Apps also an aid in gardens
RODOLFO ROMANApps for smart phones have made our lives a lot easier. Head over to the Apple iTunes store and click on the appropriate app that will help find the destination you've been searching for.
Published: January 30, 2013
Published: January 30, 2013
To kill time, play the highly downloaded and popular app game Angry Birds.
But, now, apps aren't only for navigating or to find the nearest deal around your area, but it can help you identify a plant.
The Department of Environmental Horticulture, College of Agricultural and Life Sciences, University of Florida, launched the FloraGator, an online plant identification website available as a mobile app. The app is free.
Sandra B. Wilson, a UF professor, Department of Environmental Horticulture Indian River Research and Education Center, said apps are the wave of the future.
"We looked at this as almost a foreign language exercise, where you have to commit to really immersing yourself in the terms," she said in a press release.
Users must know specific details about the plant so the system can identify the species. It can express details in technical terms.
This is how the app works: it uses a ternary system that allows it to record the difference within each plant. A news release states, "For each of the 220 features listed in the key, the database records either a 0 for "absent," a 1 for "rare," or a 2 for "common."
The app took two years to develop and cost more than $10,000 to create. For now, the app is available for iPhone users, so it can be downloaded on Apple iTunes or interested users can visit hort.ifas.ufl.edu/floragator.

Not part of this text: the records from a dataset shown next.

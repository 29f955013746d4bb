//! # Endpoint/cluster topology
//!
//! The topology is what the network stack exposes: an ordered list of
//! endpoints, each holding an ordered list of clusters. It is laid out once
//! per boot from a [`DeviceConfig`] and read-only afterwards.
//!
//! ```text
//! endpoint 1             endpoint 2            ...   endpoint S+R
//! ┌──────────────────┐   ┌──────────────────┐        ┌──────────────────┐
//! │ Basic            │   │ SwitchConfig(1)  │        │ OnOff(R-1)       │
//! │ Ota              │   └──────────────────┘        │ Groups           │
//! │ SwitchConfig(0)  │                               └──────────────────┘
//! └──────────────────┘
//! ```
//!
//! Switch endpoints come first in parse order, relay endpoints follow. A
//! configuration without peripherals still yields one endpoint carrying the
//! shared clusters.

use heapless::Vec;

use crate::config::ConfigError;
use crate::config::device::{AttrString, DeviceConfig, MAX_RELAYS, MAX_SWITCHES};

/// Most endpoints a topology can hold.
pub const MAX_ENDPOINTS: usize = MAX_SWITCHES + MAX_RELAYS;

/// Most clusters attached to one endpoint.
pub const MAX_CLUSTERS_PER_ENDPOINT: usize = 4;

/// Home Automation profile.
pub const PROFILE_HOME_AUTOMATION: u16 = 0x0104;

/// Device id reported by every endpoint.
pub const DEVICE_ID_CUSTOM: u16 = 0xFFFF;

/// A cluster attached to an endpoint.
#[derive(Debug, Clone, Copy, PartialEq, Eq)]
pub enum Cluster {
    /// Shared identity cluster, see [`BasicInfo`].
    Basic,
    /// Firmware update client.
    Ota,
    /// Configuration of the switch with this index.
    SwitchConfig(u8),
    /// On/off control of the relay with this index.
    OnOff(u8),
    /// Stateless group membership.
    Groups,
}

impl Cluster {
    /// Protocol cluster id.
    pub fn id(&self) -> u16 {
        match self {
            Cluster::Basic => 0x0000,
            Cluster::Groups => 0x0004,
            Cluster::OnOff(_) => 0x0006,
            Cluster::SwitchConfig(_) => 0x0007,
            Cluster::Ota => 0x0019,
        }
    }

    /// Whether the device serves this cluster (as opposed to being a client).
    pub fn is_server(&self) -> bool {
        !matches!(self, Cluster::Ota)
    }
}

/// Attribute data of the basic cluster.
#[derive(Debug, Clone, PartialEq, Eq)]
pub struct BasicInfo {
    /// Manufacturer name.
    pub manufacturer: AttrString,
    /// Model identifier.
    pub model: AttrString,
    /// Whether the status-LED attribute is exposed; only with a dedicated LED.
    pub status_led_exposed: bool,
}

/// An addressable endpoint.
#[derive(Debug, Clone, PartialEq, Eq)]
pub struct Endpoint {
    /// Endpoint id, one-based.
    pub id: u8,
    /// Application profile.
    pub profile_id: u16,
    /// Device id.
    pub device_id: u16,
    /// Attached clusters, in attach order.
    pub clusters: Vec<Cluster, MAX_CLUSTERS_PER_ENDPOINT>,
}

impl Endpoint {
    fn new(index: usize) -> Self {
        Self {
            id: index as u8 + 1,
            profile_id: PROFILE_HOME_AUTOMATION,
            device_id: DEVICE_ID_CUSTOM,
            clusters: Vec::new(),
        }
    }

    fn attach(&mut self, cluster: Cluster) -> Result<(), ConfigError> {
        self.clusters
            .push(cluster)
            .map_err(|_| ConfigError::TopologyOverflow)
    }

    /// Whether the endpoint carries `cluster`.
    pub fn has(&self, cluster: Cluster) -> bool {
        self.clusters.contains(&cluster)
    }
}

/// The assembled topology.
#[derive(Debug, Clone, PartialEq, Eq)]
pub struct Topology {
    endpoints: Vec<Endpoint, MAX_ENDPOINTS>,
    basic: BasicInfo,
    image_type: Option<u32>,
}

impl Topology {
    /// Lay out endpoints and clusters for `config`.
    ///
    /// # Errors
    ///
    /// `TopologyOverflow` if the tables cannot hold the layout. The
    /// configuration arrays are bounded so that this only happens when the
    /// bounds are changed inconsistently.
    pub fn assemble(config: &DeviceConfig) -> Result<Self, ConfigError> {
        let mut endpoints: Vec<Endpoint, MAX_ENDPOINTS> = Vec::new();
        for index in 0..config.endpoint_count() {
            endpoints
                .push(Endpoint::new(index))
                .map_err(|_| ConfigError::TopologyOverflow)?;
        }

        let first = endpoints.first_mut().ok_or(ConfigError::TopologyOverflow)?;
        first.attach(Cluster::Basic)?;
        first.attach(Cluster::Ota)?;

        let mut slot = 0;
        for switch in config.switches.iter() {
            endpoints[slot].attach(Cluster::SwitchConfig(switch.index))?;
            slot += 1;
        }
        for relay in config.relays.iter() {
            let endpoint = &mut endpoints[slot];
            endpoint.attach(Cluster::OnOff(relay.index))?;
            endpoint.attach(Cluster::Groups)?;
            slot += 1;
        }

        debug!("topology: {} endpoints", endpoints.len());

        Ok(Self {
            endpoints,
            basic: BasicInfo {
                manufacturer: config.manufacturer.clone(),
                model: config.model.clone(),
                status_led_exposed: config.network_indicator.has_dedicated_led,
            },
            image_type: config.image_type,
        })
    }

    /// Endpoints in id order.
    pub fn endpoints(&self) -> &[Endpoint] {
        &self.endpoints
    }

    /// Endpoint by one-based id.
    pub fn endpoint(&self, id: u8) -> Option<&Endpoint> {
        self.endpoints.iter().find(|endpoint| endpoint.id == id)
    }

    /// Basic cluster attributes.
    pub fn basic(&self) -> &BasicInfo {
        &self.basic
    }

    /// Image type advertised by the update cluster.
    pub fn image_type(&self) -> Option<u32> {
        self.image_type
    }

    /// Endpoint id carrying the given switch.
    pub fn switch_endpoint(&self, switch_idx: u8) -> Option<u8> {
        self.find(Cluster::SwitchConfig(switch_idx))
    }

    /// Endpoint id carrying the given relay.
    pub fn relay_endpoint(&self, relay_idx: u8) -> Option<u8> {
        self.find(Cluster::OnOff(relay_idx))
    }

    fn find(&self, cluster: Cluster) -> Option<u8> {
        self.endpoints
            .iter()
            .find(|endpoint| endpoint.has(cluster))
            .map(|endpoint| endpoint.id)
    }
}

#[cfg(test)]
mod tests {
    use super::*;
    use crate::config::descriptor::PeripheralDescriptor;
    use crate::hal::{Pin, Pull};

    fn config(switches: u8, relays: u8) -> DeviceConfig {
        let mut config = DeviceConfig::new();
        for n in 0..switches {
            config
                .apply(PeripheralDescriptor::Switch {
                    pin: Pin::new(1, n),
                    pull: Pull::Up,
                })
                .unwrap();
        }
        for n in 0..relays {
            config
                .apply(PeripheralDescriptor::Relay {
                    pin: Pin::new(0, n),
                    off_pin: None,
                })
                .unwrap();
        }
        config
    }

    #[test]
    fn test_empty_config_has_one_endpoint() {
        let topology = Topology::assemble(&DeviceConfig::new()).unwrap();
        assert_eq!(topology.endpoints().len(), 1);
        assert_eq!(&topology.endpoints()[0].clusters[..], &[Cluster::Basic, Cluster::Ota]);
        assert_eq!(topology.endpoints()[0].id, 1);
    }

    #[test]
    fn test_switches_before_relays() {
        let topology = Topology::assemble(&config(2, 2)).unwrap();
        let endpoints = topology.endpoints();
        assert_eq!(endpoints.len(), 4);
        assert_eq!(
            &endpoints[0].clusters[..],
            &[Cluster::Basic, Cluster::Ota, Cluster::SwitchConfig(0)]
        );
        assert_eq!(&endpoints[1].clusters[..], &[Cluster::SwitchConfig(1)]);
        assert_eq!(&endpoints[2].clusters[..], &[Cluster::OnOff(0), Cluster::Groups]);
        assert_eq!(&endpoints[3].clusters[..], &[Cluster::OnOff(1), Cluster::Groups]);
        assert_eq!(topology.switch_endpoint(1), Some(2));
        assert_eq!(topology.relay_endpoint(0), Some(3));
        assert_eq!(topology.relay_endpoint(2), None);
    }

    #[test]
    fn test_relay_only_shares_first_endpoint() {
        let topology = Topology::assemble(&config(0, 1)).unwrap();
        assert_eq!(
            &topology.endpoints()[0].clusters[..],
            &[Cluster::Basic, Cluster::Ota, Cluster::OnOff(0), Cluster::Groups]
        );
    }

    #[test]
    fn test_full_config_fits() {
        let topology = Topology::assemble(&config(5, 5)).unwrap();
        assert_eq!(topology.endpoints().len(), MAX_ENDPOINTS);
        assert!(topology.endpoints().iter().all(|e| e.profile_id == PROFILE_HOME_AUTOMATION));
    }

    #[test]
    fn test_cluster_ids() {
        assert_eq!(Cluster::Basic.id(), 0x0000);
        assert_eq!(Cluster::OnOff(3).id(), 0x0006);
        assert!(!Cluster::Ota.is_server());
        assert!(Cluster::Groups.is_server());
    }
}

The website and app can identify 196 angiosperm families, each with up to 220 botanical characters and includes all of the plant families found in the Sunshine State.
The system assists users with drop-down menus. Users can specify details about the plant's appearance. All they have to do is answer multiple-choice questions. It will then rule out plant families unable to meet the criteria and breaks down the list of possibilities.
Apps are making it easy for gardeners, said Wilson.
"There are lots of cool apps out now," she wrote in an e-mail. "Like I-pest, leafsnap, etc. on-site content to help them know what they are planting and why."
One of Wilson's doctoral students and Luke Flory, a UF agronomy assistant professor, assisted with the app.
The app is not only useful for serious gardeners, but it can come in handy to ornamental horticulture professionals, high school and college instructors.
To keep the app fresh, it is being updated often. Vocabulary is optimized and other kinks based on user feedback.
FloraGator is just one of many apps available. Paris-based Parrot developed Flower Power, a plant sensor designed to update your mobile device with information. The system also offers information on the health of a plant and the area it resides in.
Another popular avaliable app is Garden Tracker, which helps users set up their garden from head-to-toe. It then allows you to track the progress.